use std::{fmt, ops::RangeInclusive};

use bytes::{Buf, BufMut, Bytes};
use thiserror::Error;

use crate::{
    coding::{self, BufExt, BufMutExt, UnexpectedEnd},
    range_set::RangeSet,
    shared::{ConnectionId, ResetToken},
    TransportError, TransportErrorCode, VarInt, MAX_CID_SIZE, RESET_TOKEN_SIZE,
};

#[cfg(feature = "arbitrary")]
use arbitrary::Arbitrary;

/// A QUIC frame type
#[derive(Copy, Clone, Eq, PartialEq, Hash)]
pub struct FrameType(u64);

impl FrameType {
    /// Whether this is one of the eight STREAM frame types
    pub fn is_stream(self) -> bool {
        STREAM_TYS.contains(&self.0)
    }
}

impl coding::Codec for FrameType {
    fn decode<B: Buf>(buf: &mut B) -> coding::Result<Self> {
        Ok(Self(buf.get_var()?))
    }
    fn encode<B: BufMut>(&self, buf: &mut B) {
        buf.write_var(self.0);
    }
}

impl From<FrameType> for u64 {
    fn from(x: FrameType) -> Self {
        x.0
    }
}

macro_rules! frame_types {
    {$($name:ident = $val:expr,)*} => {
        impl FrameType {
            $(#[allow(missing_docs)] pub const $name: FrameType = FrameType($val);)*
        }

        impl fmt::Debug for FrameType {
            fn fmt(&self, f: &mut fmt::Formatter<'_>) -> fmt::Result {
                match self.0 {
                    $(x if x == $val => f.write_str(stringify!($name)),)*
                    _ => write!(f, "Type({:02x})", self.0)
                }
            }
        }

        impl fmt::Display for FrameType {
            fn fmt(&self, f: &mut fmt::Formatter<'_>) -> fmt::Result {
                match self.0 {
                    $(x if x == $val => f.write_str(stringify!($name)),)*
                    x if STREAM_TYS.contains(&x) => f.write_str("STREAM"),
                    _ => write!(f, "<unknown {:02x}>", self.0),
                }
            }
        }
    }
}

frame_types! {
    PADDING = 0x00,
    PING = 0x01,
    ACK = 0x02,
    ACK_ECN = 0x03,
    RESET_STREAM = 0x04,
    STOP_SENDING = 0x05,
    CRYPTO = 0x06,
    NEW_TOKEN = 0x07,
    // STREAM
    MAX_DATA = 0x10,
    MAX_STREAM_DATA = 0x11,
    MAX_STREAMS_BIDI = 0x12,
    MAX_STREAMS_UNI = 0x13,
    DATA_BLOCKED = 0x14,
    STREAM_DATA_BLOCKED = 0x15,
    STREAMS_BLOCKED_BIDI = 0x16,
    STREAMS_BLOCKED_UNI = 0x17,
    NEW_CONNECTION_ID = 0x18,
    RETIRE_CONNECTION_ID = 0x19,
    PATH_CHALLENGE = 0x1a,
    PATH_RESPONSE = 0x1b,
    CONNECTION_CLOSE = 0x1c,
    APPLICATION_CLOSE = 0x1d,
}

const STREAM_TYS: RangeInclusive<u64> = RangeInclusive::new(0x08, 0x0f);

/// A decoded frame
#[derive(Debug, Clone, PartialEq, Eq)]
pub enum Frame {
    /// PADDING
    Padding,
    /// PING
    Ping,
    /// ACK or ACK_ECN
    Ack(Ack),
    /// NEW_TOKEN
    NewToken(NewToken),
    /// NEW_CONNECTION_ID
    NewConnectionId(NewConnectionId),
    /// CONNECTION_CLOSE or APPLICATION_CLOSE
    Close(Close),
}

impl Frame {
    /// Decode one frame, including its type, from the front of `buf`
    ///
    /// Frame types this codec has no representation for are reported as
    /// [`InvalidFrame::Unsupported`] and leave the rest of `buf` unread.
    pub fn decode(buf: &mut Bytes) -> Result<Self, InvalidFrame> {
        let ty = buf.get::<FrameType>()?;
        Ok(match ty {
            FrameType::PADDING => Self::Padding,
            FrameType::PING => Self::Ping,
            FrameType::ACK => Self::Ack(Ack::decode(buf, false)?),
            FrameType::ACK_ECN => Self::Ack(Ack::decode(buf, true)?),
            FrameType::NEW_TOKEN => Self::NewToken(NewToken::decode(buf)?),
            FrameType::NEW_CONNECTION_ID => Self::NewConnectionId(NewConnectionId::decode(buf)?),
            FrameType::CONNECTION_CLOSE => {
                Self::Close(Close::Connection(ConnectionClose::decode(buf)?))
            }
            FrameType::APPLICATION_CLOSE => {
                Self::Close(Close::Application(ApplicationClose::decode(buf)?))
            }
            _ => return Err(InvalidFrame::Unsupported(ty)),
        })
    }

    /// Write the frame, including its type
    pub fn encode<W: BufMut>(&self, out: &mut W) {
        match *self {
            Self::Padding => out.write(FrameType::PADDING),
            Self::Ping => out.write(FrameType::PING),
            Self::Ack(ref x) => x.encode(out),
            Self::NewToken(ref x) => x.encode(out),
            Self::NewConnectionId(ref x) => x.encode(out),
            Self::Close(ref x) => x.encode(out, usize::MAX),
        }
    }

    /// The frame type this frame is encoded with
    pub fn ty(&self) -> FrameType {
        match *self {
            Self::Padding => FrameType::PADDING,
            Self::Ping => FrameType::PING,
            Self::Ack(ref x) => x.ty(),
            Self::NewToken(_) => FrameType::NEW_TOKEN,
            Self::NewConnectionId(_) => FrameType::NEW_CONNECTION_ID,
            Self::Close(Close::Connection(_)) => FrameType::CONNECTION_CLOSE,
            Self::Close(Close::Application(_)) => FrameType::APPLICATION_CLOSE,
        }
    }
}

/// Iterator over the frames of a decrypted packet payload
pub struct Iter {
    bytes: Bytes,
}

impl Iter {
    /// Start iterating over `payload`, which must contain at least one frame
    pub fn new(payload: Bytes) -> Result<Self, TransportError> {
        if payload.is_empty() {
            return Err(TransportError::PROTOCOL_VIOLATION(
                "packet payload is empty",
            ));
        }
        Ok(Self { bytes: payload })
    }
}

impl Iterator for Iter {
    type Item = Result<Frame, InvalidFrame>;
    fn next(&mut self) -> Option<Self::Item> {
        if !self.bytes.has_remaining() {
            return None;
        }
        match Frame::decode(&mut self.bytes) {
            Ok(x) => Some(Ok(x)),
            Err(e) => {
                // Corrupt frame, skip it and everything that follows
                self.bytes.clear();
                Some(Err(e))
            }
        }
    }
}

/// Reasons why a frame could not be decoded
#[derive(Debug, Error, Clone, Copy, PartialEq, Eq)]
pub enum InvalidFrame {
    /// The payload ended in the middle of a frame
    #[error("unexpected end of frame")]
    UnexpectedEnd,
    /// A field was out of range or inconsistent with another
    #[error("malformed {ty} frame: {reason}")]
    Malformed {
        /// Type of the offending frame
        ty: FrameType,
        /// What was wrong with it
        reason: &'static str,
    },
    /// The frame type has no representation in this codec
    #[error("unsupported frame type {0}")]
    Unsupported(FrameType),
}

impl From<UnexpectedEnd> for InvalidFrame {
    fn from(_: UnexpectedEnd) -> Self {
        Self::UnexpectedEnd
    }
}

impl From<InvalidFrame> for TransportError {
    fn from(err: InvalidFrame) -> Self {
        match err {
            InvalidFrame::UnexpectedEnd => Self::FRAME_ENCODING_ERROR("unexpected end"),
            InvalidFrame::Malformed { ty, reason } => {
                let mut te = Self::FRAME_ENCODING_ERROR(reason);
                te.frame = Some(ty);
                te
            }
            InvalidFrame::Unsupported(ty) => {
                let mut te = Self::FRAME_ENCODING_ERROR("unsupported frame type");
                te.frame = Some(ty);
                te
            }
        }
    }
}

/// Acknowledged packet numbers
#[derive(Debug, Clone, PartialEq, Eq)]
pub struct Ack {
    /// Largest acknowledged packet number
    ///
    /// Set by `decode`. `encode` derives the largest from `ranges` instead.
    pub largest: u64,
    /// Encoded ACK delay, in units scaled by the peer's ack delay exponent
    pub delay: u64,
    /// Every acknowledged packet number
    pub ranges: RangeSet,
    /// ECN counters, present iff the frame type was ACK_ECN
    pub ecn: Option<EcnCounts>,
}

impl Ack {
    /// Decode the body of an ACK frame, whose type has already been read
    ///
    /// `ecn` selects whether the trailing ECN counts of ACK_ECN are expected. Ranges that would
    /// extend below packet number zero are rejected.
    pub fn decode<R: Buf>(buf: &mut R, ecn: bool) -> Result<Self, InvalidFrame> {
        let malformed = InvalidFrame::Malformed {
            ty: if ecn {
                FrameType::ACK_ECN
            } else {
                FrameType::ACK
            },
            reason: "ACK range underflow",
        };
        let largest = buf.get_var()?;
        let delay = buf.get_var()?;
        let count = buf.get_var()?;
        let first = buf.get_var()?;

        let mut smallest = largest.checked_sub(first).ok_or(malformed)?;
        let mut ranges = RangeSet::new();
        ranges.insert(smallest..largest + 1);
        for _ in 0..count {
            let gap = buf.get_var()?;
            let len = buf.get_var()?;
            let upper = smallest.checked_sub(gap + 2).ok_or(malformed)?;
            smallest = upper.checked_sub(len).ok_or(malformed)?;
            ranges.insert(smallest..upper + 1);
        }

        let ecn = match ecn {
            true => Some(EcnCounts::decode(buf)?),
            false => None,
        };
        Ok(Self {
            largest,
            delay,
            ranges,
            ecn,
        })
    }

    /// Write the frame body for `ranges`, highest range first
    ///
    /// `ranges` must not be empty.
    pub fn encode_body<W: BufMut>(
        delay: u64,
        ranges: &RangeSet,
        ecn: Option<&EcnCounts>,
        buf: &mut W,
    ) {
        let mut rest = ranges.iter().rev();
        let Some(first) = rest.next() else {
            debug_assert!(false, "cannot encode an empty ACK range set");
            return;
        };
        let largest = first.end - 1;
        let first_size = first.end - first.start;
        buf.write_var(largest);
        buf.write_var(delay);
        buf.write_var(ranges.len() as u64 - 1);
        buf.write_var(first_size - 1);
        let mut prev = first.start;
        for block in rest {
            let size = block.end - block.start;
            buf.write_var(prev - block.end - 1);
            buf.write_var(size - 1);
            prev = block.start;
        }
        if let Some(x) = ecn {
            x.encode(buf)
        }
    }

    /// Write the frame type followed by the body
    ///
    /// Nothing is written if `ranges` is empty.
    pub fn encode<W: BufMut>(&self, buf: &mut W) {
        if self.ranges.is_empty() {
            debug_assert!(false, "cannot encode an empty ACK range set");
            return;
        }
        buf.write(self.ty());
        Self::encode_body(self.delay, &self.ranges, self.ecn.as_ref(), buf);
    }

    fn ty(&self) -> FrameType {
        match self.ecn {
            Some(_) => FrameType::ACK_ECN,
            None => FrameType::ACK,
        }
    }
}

○ ○ ○ ○

Required work
Copy each line of the entries that includes the word "true".

Exercise response
            FrameType::ACK_ECN => Self::Ack(Ack::decode(buf, true)?),
            true => Some(EcnCounts::decode(buf)?),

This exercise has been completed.